# What you are asked to do
Would you copy each line of the data below that has "configuration"?

# Given information
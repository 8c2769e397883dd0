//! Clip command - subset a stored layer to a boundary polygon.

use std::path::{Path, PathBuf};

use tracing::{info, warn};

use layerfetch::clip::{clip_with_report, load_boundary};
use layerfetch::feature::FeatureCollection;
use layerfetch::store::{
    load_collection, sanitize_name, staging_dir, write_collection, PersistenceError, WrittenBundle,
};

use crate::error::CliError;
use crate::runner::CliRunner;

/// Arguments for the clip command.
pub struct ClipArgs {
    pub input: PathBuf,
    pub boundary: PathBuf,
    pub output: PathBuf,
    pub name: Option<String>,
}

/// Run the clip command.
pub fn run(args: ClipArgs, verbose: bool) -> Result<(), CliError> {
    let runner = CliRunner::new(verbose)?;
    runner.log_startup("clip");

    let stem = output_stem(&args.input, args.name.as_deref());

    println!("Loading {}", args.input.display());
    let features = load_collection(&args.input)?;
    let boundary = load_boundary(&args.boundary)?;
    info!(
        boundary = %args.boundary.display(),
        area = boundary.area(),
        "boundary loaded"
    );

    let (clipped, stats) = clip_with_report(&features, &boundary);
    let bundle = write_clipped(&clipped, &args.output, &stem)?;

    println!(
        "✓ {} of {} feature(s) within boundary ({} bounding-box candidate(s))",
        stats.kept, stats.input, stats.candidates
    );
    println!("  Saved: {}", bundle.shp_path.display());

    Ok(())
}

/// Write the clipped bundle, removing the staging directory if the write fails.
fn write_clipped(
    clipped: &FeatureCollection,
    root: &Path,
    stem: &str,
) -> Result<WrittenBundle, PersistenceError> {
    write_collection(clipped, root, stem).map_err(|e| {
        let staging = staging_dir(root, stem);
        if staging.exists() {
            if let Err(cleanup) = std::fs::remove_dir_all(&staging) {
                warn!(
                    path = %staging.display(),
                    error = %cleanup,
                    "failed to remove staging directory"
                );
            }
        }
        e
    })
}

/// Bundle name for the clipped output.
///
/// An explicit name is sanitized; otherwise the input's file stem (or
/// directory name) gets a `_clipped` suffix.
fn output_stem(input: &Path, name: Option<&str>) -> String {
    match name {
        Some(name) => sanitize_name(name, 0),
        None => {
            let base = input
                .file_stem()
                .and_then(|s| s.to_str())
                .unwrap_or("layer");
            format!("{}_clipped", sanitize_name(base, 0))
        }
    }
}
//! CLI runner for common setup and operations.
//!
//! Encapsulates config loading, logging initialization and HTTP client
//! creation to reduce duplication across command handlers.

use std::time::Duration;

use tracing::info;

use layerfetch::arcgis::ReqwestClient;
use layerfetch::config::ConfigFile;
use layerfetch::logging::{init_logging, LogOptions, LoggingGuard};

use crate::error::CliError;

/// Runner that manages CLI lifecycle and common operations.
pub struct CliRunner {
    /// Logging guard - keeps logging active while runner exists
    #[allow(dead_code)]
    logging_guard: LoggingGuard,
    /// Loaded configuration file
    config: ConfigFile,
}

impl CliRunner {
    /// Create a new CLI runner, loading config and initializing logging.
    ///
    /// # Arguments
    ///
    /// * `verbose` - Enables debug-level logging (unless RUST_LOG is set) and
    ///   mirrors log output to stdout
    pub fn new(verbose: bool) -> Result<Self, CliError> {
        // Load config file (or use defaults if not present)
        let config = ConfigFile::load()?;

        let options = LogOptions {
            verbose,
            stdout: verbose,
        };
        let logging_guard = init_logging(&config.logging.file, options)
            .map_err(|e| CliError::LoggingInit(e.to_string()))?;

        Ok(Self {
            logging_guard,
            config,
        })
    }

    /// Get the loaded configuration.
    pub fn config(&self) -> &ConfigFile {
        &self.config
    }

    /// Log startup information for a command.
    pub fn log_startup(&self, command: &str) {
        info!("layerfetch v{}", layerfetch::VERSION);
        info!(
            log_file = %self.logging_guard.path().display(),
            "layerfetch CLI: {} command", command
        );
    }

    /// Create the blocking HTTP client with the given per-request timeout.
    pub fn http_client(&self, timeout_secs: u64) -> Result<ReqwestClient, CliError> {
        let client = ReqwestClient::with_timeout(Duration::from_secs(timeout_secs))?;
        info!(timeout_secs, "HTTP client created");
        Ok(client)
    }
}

# Answer box
    /// Loaded configuration file
    /// Get the loaded configuration.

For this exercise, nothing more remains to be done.